The Trump administration is proposing a new regulation that would require all travelers leaving or entering the U.S. to be photographed, citing safety concerns.
The proposal, which is set to be issued in July by the Department of Homeland Security (DHS), aims to use face scans to track travelers — including U.S. citizens — as they come and go in the U.S., Reuters reports.
In its regulatory agenda, the Trump administration says the facial scan will address fraudulent U.S. travel documents and help officials identify criminals and suspected terrorists.
The administration also reportedly plans to issue a separate fast-track regulation that would allow the initiative to move past pilot status, according to Reuters.
After the government proposes a regulation, the public usually has between 30 and 60 days to comment on it before the federal agency behind it reviews and responds.

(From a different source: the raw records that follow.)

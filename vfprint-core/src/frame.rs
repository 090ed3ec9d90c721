//! Virtual device frame structure and header classification

use std::fmt;

use bytes::{BufMut, Bytes, BytesMut};
use vfprint_types::Image;

use crate::{
    codes::{DeviceErrorCode, RetryCode},
    constants::{sentinels, HEADER_SIZE, MAX_IMAGE_PIXELS},
    error::{Error, Result},
};

/// Frame exchanged between the simulated hardware and the driver
///
/// # Frame Structure
///
/// ```text
/// ┌─────────────┬─────────────┬──────────────────────────────┐
/// │      a      │      b      │   Payload (images only)      │
/// │   4 bytes   │   4 bytes   │   a * b bytes                │
/// │ (NE i32)    │  (NE i32)   │   8-bit grayscale, row-major │
/// └─────────────┴─────────────┴──────────────────────────────┘
/// ```
///
/// Both header integers use the platform's native byte order. A positive
/// pair is an image; a negative first integer selects a control frame.
///
/// # Examples
///
/// ```
/// use vfprint_core::{RetryCode, VirtualFrame};
///
/// let frame = VirtualFrame::Retry(RetryCode::TooShort);
/// assert_eq!(frame.header(), (-1, 1));
/// assert_eq!(frame.encode().len(), 8);
/// ```
#[derive(Debug, Clone, PartialEq, Eq)]
pub enum VirtualFrame {
    /// A captured bitmap
    Image(Image),

    /// Capture must be repeated
    Retry(RetryCode),

    /// Current operation failed
    Error(DeviceErrorCode),

    /// Enable or disable implicit finger reporting around images
    FingerAutomatic(bool),

    /// Finger placed (true) or lifted (false)
    FingerReport(bool),
}

impl VirtualFrame {
    /// The two header integers for this frame
    pub fn header(&self) -> (i32, i32) {
        match self {
            // Image dimensions are bounded by MAX_IMAGE_PIXELS on receipt;
            // locally built images saturate rather than wrap.
            Self::Image(image) => (
                i32::try_from(image.width()).unwrap_or(i32::MAX),
                i32::try_from(image.height()).unwrap_or(i32::MAX),
            ),
            Self::Retry(code) => (sentinels::RETRY, (*code).into()),
            Self::Error(code) => (sentinels::ERROR, (*code).into()),
            Self::FingerAutomatic(enabled) => (sentinels::FINGER_AUTOMATIC, i32::from(*enabled)),
            Self::FingerReport(present) => (sentinels::FINGER_REPORT, i32::from(*present)),
        }
    }

    /// Payload bytes following the header
    pub fn payload_len(&self) -> usize {
        match self {
            Self::Image(image) => image.len(),
            _ => 0,
        }
    }

    /// Total encoded size
    pub fn size(&self) -> usize {
        HEADER_SIZE + self.payload_len()
    }

    /// Append the encoded frame to `buf`
    pub fn encode_into(&self, buf: &mut BytesMut) {
        let (first, second) = self.header();
        buf.reserve(self.size());
        buf.put_i32_ne(first);
        buf.put_i32_ne(second);
        if let Self::Image(image) = self {
            buf.put_slice(image.data());
        }
    }

    /// Encode frame to bytes
    pub fn encode(&self) -> BytesMut {
        let mut buf = BytesMut::with_capacity(self.size());
        self.encode_into(&mut buf);
        buf
    }
}

impl From<Image> for VirtualFrame {
    fn from(image: Image) -> Self {
        Self::Image(image)
    }
}

impl fmt::Display for VirtualFrame {
    fn fmt(&self, f: &mut fmt::Formatter<'_>) -> fmt::Result {
        match self {
            Self::Image(image) => write!(f, "Image[{}x{}]", image.width(), image.height()),
            Self::Retry(code) => write!(f, "Retry[{}]", code),
            Self::Error(code) => write!(f, "Error[{}]", code),
            Self::FingerAutomatic(enabled) => write!(f, "FingerAutomatic[{}]", enabled),
            Self::FingerReport(present) => write!(f, "FingerReport[{}]", present),
        }
    }
}

/// A classified frame header, before any payload has been read
#[derive(Debug, Clone, Copy, PartialEq, Eq)]
pub enum FrameHeader {
    Image { width: u32, height: u32 },
    Retry(RetryCode),
    Error(DeviceErrorCode),
    FingerAutomatic(bool),
    FingerReport(bool),
}

impl FrameHeader {
    /// Classify a header pair with the default image size limit
    pub fn classify(first: i32, second: i32) -> Result<Self> {
        Self::classify_with_limit(first, second, MAX_IMAGE_PIXELS)
    }

    /// Classify a header pair
    ///
    /// # Errors
    ///
    /// Returns [`Error::Malformed`] when:
    /// - exactly one integer is positive, or either is zero for an image
    /// - the image would exceed `max_pixels`
    /// - the sentinel is unknown
    /// - a retry or error code is unknown
    /// - a toggle or report flag is not 0 or 1
    pub fn classify_with_limit(first: i32, second: i32, max_pixels: usize) -> Result<Self> {
        let malformed = || Error::Malformed { first, second };

        if first > 0 && second > 0 {
            let (width, height) = (first as u32, second as u32);
            let pixels = (width as usize)
                .checked_mul(height as usize)
                .ok_or_else(malformed)?;
            if pixels > max_pixels {
                return Err(malformed());
            }
            return Ok(Self::Image { width, height });
        }

        let flag = || match second {
            0 => Ok(false),
            1 => Ok(true),
            _ => Err(malformed()),
        };

        match first {
            sentinels::RETRY => RetryCode::try_from(second)
                .map(Self::Retry)
                .map_err(|_| malformed()),
            sentinels::ERROR => DeviceErrorCode::try_from(second)
                .map(Self::Error)
                .map_err(|_| malformed()),
            sentinels::FINGER_AUTOMATIC => flag().map(Self::FingerAutomatic),
            sentinels::FINGER_REPORT => flag().map(Self::FingerReport),
            _ => Err(malformed()),
        }
    }

    /// Payload bytes that must follow this header
    pub fn payload_len(&self) -> usize {
        match self {
            Self::Image { width, height } => *width as usize * *height as usize,
            _ => 0,
        }
    }

    /// Build the frame once its payload has been received
    pub fn into_frame(self, payload: Bytes) -> Result<VirtualFrame> {
        Ok(match self {
            Self::Image { width, height } => {
                VirtualFrame::Image(Image::new(width, height, payload)?)
            }
            Self::Retry(code) => VirtualFrame::Retry(code),
            Self::Error(code) => VirtualFrame::Error(code),
            Self::FingerAutomatic(enabled) => VirtualFrame::FingerAutomatic(enabled),
            Self::FingerReport(present) => VirtualFrame::FingerReport(present),
        })
    }
}

#[cfg(test)]
mod tests {
    use super::*;
    use pretty_assertions::assert_eq;
    use proptest::prelude::*;

    #[test]
    fn test_control_headers() {
        assert_eq!(
            FrameHeader::classify(-1, 1).unwrap(),
            FrameHeader::Retry(RetryCode::TooShort)
        );
        assert_eq!(
            FrameHeader::classify(-2, 0).unwrap(),
            FrameHeader::Error(DeviceErrorCode::General)
        );
        assert_eq!(
            FrameHeader::classify(-3, 0).unwrap(),
            FrameHeader::FingerAutomatic(false)
        );
        assert_eq!(
            FrameHeader::classify(-4, 1).unwrap(),
            FrameHeader::FingerReport(true)
        );
    }

    #[test]
    fn test_image_header() {
        let header = FrameHeader::classify(12, 8).unwrap();
        assert_eq!(header, FrameHeader::Image { width: 12, height: 8 });
        assert_eq!(header.payload_len(), 96);
    }

    #[test]
    fn test_malformed_headers() {
        let headers = [
            (5, -1),
            (0, 0),
            (0, 4),
            (4, 0),
            (-5, 0),
            (-1, 99),
            (-2, -1),
            (-3, 2),
            (-4, -1),
        ];
        for (first, second) in headers {
            assert!(
                matches!(
                    FrameHeader::classify(first, second),
                    Err(Error::Malformed { first: f, second: s }) if f == first && s == second
                ),
                "({}, {}) should be malformed",
                first,
                second
            );
        }
    }

    #[test]
    fn test_image_limit() {
        assert!(FrameHeader::classify_with_limit(10, 10, 100).is_ok());
        assert!(FrameHeader::classify_with_limit(10, 11, 100).is_err());
        assert!(FrameHeader::classify(i32::MAX, i32::MAX).is_err());
    }

    #[test]
    fn test_encode_layout() {
        let image = Image::new(2, 2, vec![1, 2, 3, 4]).unwrap();
        let encoded = VirtualFrame::Image(image).encode();

        let mut expected = Vec::new();
        expected.extend_from_slice(&2i32.to_ne_bytes());
        expected.extend_from_slice(&2i32.to_ne_bytes());
        expected.extend_from_slice(&[1, 2, 3, 4]);
        assert_eq!(encoded.as_ref(), expected.as_slice());
    }

    #[test]
    fn test_encode_control() {
        let encoded = VirtualFrame::FingerReport(true).encode();
        assert_eq!(&encoded[..4], &(-4i32).to_ne_bytes());
        assert_eq!(&encoded[4..], &1i32.to_ne_bytes());
    }

    #[test]
    fn test_display() {
        assert_eq!(
            VirtualFrame::Error(DeviceErrorCode::Busy).to_string(),
            "Error[ERROR_BUSY(4)]"
        );
    }

    proptest! {
        #[test]
        fn prop_mixed_sign_is_malformed(a in 1i32.., b in i32::MIN..0) {
            prop_assert!(FrameHeader::classify(a, b).is_err());
        }

        #[test]
        fn prop_unknown_sentinel_is_malformed(a in i32::MIN..-4, b in any::<i32>()) {
            prop_assert!(FrameHeader::classify(a, b).is_err());
        }

        #[test]
        fn prop_small_images_accepted(w in 1i32..=512, h in 1i32..=512) {
            let header = FrameHeader::classify(w, h).unwrap();
            prop_assert_eq!(header.payload_len(), (w * h) as usize);
        }
    }
}
//! Transport errors

use std::io;

pub type Result<T> = std::result::Result<T, Error>;

#[derive(Debug, thiserror::Error)]
pub enum Error {
    #[error("Virtual device at {path} is unreachable: {source}")]
    Unreachable {
        path: String,
        #[source]
        source: io::Error,
    },

    #[error("Malformed frame header: ({first}, {second})")]
    Malformed {
        first: i32,
        second: i32,
    },

    #[error("Not connected")]
    NotConnected,

    #[error("Already connected")]
    AlreadyConnected,

    #[error("Connection timeout")]
    ConnectionTimeout,

    #[error("Connection closed by remote")]
    ConnectionClosed,

    #[error("Protocol error: {0}")]
    Protocol(vfprint_core::Error),

    #[error("I/O error: {0}")]
    Io(#[from] io::Error),

    #[error("Invalid address: {0}")]
    InvalidAddress(String),
}

impl Error {
    /// Check if the peer sent data that violates the wire protocol
    pub fn is_malformed(&self) -> bool {
        match self {
            Self::Malformed { .. } => true,
            Self::Protocol(e) => e.is_protocol_violation(),
            _ => false,
        }
    }
}

impl From<vfprint_core::Error> for Error {
    fn from(e: vfprint_core::Error) -> Self {
        match e {
            vfprint_core::Error::Malformed { first, second } => Self::Malformed { first, second },
            vfprint_core::Error::Io(e) => Self::Io(e),
            other => Self::Protocol(other),
        }
    }
}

Within DHS, U.S. Customs and Border Protection (CBP) has experimented with collecting travelers’ photographs and fingerprints as a means of boosting security, but an internal audit of the program found technical and operational issues, the outlet notes.
CBP said in June that it had processed more than 19 million travelers using facial recognition technology in airports and at borders but had only identified a little more than 100 “imposters” whose identities didn’t match their ID documents.
House Democrats have raised concerns about the program, accusing CBP of pursuing the measure with inadequate regard to privacy and legal guidelines.